__Task description__
Find the string "select" in the listing below and return each line it appears in.

__Data extracts__
========================
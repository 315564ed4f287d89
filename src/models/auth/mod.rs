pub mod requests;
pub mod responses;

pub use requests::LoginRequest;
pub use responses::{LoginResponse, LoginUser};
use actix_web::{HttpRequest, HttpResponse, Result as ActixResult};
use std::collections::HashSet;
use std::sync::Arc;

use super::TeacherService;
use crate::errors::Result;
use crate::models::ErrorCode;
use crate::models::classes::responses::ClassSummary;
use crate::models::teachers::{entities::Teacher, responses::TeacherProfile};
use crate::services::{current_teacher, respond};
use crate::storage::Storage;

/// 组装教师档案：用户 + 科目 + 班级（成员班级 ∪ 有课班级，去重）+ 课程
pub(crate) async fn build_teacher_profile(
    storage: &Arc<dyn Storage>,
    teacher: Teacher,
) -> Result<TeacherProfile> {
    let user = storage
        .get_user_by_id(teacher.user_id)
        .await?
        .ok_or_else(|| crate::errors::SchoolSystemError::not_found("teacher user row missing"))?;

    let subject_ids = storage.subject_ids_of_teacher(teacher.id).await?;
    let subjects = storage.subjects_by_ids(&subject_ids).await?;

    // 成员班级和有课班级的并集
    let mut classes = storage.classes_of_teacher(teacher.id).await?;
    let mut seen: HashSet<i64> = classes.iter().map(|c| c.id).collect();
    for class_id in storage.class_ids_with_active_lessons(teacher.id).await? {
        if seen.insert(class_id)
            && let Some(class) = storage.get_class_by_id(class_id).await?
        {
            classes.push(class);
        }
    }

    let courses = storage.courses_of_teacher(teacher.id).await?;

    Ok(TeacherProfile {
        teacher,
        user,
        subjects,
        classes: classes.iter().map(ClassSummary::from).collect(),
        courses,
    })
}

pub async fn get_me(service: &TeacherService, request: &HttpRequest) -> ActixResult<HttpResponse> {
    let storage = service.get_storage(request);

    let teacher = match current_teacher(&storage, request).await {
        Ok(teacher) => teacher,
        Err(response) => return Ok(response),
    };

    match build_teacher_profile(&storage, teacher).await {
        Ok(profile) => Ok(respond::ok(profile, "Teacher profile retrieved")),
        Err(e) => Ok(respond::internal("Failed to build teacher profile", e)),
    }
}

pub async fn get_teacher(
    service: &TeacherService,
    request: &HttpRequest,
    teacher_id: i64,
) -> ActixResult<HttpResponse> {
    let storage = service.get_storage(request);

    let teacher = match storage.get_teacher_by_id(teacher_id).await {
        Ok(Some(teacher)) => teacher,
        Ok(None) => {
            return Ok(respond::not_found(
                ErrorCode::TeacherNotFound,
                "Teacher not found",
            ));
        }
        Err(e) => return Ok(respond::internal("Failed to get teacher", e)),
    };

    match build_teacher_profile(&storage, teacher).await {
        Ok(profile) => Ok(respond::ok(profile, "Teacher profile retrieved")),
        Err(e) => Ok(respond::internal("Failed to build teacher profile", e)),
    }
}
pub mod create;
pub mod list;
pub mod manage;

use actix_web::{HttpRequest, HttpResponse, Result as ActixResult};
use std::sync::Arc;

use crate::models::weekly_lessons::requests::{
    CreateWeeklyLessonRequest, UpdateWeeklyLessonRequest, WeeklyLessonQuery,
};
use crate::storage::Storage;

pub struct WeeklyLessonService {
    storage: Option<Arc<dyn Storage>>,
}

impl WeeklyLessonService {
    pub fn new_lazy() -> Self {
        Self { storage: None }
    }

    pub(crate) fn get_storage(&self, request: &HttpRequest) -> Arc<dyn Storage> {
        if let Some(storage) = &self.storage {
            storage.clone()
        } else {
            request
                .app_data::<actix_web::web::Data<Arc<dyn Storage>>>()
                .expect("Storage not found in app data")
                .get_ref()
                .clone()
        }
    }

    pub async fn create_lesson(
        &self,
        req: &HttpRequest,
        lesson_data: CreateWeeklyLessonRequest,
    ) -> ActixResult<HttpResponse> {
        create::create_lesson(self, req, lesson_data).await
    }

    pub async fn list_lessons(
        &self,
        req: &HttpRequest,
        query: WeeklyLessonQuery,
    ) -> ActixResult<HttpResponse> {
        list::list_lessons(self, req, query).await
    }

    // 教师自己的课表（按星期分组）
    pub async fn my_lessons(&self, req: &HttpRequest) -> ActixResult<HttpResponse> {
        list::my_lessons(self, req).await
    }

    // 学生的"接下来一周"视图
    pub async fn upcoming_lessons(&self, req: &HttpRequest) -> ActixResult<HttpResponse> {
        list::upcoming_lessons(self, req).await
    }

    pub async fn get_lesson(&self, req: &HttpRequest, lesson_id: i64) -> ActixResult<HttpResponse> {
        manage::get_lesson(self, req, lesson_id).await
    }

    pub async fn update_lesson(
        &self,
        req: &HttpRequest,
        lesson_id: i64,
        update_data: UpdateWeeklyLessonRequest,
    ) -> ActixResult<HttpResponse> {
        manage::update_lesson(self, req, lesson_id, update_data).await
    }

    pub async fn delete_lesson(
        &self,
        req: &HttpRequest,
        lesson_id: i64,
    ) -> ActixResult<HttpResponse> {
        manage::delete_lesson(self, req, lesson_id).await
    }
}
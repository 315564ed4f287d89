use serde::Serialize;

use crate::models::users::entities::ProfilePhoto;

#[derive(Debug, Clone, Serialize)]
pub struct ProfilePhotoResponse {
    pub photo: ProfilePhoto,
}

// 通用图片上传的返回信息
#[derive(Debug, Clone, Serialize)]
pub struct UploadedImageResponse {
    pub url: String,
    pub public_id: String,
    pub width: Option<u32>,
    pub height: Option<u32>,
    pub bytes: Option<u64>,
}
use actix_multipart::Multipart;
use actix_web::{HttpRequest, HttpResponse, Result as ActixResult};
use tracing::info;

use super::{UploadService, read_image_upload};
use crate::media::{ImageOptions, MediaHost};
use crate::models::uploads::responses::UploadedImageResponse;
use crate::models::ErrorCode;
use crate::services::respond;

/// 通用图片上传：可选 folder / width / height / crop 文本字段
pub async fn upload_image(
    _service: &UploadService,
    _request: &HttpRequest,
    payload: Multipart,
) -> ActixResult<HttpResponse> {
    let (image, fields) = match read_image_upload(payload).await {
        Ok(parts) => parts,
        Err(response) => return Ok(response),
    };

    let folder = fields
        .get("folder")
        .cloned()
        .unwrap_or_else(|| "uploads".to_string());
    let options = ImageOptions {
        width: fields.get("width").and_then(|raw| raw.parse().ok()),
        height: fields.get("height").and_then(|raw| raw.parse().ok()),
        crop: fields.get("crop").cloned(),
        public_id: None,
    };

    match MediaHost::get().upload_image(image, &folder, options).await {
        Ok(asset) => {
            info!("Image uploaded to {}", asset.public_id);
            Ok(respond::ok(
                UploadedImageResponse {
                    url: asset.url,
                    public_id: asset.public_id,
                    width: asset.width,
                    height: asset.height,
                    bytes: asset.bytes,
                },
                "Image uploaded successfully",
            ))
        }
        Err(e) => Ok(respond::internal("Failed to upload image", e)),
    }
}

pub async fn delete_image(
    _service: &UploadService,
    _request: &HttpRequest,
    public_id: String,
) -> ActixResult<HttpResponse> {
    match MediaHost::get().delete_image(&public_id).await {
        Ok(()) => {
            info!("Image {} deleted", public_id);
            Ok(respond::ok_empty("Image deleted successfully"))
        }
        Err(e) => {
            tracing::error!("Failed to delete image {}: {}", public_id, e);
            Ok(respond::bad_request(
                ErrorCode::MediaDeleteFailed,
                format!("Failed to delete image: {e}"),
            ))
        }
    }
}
========================
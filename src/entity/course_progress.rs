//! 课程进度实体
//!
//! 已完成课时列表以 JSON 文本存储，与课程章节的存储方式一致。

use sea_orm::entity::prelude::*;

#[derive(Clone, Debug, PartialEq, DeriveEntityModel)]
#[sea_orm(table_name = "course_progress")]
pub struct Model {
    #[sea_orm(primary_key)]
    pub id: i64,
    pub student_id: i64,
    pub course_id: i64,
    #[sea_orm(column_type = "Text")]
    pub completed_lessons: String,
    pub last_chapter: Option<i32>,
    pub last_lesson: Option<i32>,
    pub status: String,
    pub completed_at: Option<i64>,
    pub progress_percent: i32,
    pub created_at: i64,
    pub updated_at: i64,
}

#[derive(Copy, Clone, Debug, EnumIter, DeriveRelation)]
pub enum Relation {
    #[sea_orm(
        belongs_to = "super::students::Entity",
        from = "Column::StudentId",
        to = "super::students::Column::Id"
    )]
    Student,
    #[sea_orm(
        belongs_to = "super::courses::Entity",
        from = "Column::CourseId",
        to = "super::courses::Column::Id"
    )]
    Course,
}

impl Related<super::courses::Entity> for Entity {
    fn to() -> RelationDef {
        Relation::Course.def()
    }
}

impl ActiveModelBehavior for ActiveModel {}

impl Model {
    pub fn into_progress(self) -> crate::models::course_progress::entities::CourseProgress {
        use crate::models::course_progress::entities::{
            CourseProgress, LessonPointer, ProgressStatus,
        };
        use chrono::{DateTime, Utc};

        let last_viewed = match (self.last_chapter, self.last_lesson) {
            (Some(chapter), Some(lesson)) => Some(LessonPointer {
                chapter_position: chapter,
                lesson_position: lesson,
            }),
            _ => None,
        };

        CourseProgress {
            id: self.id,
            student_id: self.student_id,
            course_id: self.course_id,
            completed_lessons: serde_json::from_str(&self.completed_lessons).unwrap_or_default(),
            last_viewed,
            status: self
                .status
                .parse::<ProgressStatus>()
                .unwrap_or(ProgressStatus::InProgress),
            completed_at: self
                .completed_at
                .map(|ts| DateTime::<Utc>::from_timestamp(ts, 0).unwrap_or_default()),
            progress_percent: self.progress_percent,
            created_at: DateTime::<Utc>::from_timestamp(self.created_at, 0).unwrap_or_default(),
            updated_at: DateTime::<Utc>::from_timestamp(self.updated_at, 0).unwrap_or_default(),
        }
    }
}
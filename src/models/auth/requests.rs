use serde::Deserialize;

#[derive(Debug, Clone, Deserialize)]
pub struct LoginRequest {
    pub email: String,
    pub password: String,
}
========================
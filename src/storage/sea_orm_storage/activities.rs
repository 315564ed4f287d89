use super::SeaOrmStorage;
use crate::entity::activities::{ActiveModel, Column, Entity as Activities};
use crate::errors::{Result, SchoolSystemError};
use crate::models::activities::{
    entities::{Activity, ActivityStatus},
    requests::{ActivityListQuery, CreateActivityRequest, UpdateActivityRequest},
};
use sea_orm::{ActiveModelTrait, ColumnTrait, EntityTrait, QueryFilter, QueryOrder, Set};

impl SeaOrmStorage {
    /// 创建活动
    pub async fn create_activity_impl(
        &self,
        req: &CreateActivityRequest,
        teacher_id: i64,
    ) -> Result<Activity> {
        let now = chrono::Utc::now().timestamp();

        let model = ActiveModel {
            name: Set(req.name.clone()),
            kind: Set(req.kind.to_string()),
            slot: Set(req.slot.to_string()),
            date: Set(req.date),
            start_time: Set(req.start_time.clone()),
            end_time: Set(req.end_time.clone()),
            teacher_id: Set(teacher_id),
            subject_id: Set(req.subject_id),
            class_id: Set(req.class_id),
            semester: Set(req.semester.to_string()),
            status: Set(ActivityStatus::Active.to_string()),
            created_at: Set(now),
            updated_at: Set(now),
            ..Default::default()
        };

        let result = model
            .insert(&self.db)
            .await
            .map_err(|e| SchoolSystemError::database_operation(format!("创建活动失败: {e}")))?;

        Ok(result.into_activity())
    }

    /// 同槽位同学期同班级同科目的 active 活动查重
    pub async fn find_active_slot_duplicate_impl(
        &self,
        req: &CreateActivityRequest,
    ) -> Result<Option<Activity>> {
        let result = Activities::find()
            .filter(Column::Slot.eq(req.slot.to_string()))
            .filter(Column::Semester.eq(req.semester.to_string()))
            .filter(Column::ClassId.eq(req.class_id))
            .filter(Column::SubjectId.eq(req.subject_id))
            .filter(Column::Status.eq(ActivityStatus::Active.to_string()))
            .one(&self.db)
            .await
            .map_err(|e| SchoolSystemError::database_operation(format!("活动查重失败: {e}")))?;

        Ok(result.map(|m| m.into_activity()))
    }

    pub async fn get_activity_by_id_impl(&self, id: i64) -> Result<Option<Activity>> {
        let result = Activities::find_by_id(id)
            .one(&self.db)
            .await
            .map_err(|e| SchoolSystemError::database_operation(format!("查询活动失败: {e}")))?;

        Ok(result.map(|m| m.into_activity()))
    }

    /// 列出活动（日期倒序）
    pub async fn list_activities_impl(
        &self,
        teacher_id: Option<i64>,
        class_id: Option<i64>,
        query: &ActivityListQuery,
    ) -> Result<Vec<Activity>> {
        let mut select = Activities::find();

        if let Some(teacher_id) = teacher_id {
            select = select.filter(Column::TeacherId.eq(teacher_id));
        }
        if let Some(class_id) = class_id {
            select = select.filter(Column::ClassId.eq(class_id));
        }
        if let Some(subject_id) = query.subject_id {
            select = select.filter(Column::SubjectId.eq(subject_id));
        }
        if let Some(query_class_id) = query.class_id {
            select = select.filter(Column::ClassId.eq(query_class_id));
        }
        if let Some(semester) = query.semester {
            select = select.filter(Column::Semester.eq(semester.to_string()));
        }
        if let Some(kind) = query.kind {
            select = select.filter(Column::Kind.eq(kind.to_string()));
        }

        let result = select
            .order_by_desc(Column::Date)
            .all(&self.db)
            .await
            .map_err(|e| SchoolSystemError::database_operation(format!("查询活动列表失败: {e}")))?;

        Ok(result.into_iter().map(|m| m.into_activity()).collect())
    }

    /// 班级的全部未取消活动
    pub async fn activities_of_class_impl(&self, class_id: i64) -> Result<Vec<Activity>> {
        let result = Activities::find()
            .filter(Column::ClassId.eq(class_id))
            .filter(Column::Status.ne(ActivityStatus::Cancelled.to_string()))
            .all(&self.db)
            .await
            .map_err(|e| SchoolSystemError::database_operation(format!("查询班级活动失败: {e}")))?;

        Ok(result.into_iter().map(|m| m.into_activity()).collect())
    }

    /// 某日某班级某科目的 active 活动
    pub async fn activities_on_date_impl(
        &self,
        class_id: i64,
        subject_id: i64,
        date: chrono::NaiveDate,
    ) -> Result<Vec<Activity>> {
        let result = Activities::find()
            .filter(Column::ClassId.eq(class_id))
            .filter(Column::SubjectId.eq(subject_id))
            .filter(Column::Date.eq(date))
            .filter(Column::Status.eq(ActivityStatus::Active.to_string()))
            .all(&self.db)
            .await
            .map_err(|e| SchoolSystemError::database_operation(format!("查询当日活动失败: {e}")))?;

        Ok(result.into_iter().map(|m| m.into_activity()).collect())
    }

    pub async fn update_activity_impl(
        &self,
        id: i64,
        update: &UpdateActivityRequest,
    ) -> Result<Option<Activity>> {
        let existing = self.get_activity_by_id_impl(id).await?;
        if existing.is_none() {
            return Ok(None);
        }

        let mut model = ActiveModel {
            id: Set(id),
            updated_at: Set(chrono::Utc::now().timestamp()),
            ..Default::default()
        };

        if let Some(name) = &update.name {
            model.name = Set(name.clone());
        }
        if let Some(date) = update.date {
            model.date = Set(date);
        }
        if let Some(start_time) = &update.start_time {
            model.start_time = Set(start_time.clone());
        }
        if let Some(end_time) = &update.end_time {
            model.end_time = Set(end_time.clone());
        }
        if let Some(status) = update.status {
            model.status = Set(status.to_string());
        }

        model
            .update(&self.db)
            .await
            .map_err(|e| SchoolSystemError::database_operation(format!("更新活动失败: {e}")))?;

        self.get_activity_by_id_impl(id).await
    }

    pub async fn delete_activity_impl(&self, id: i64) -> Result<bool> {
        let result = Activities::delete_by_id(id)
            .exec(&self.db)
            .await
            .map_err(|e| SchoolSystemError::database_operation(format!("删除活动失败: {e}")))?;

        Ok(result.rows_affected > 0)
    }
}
========================
__Solved problem__
        let mut select = Activities::find();
            select = select.filter(Column::TeacherId.eq(teacher_id));
            select = select.filter(Column::ClassId.eq(class_id));
            select = select.filter(Column::SubjectId.eq(subject_id));
            select = select.filter(Column::ClassId.eq(query_class_id));
            select = select.filter(Column::Semester.eq(semester.to_string()));
            select = select.filter(Column::Kind.eq(kind.to_string()));
        let result = select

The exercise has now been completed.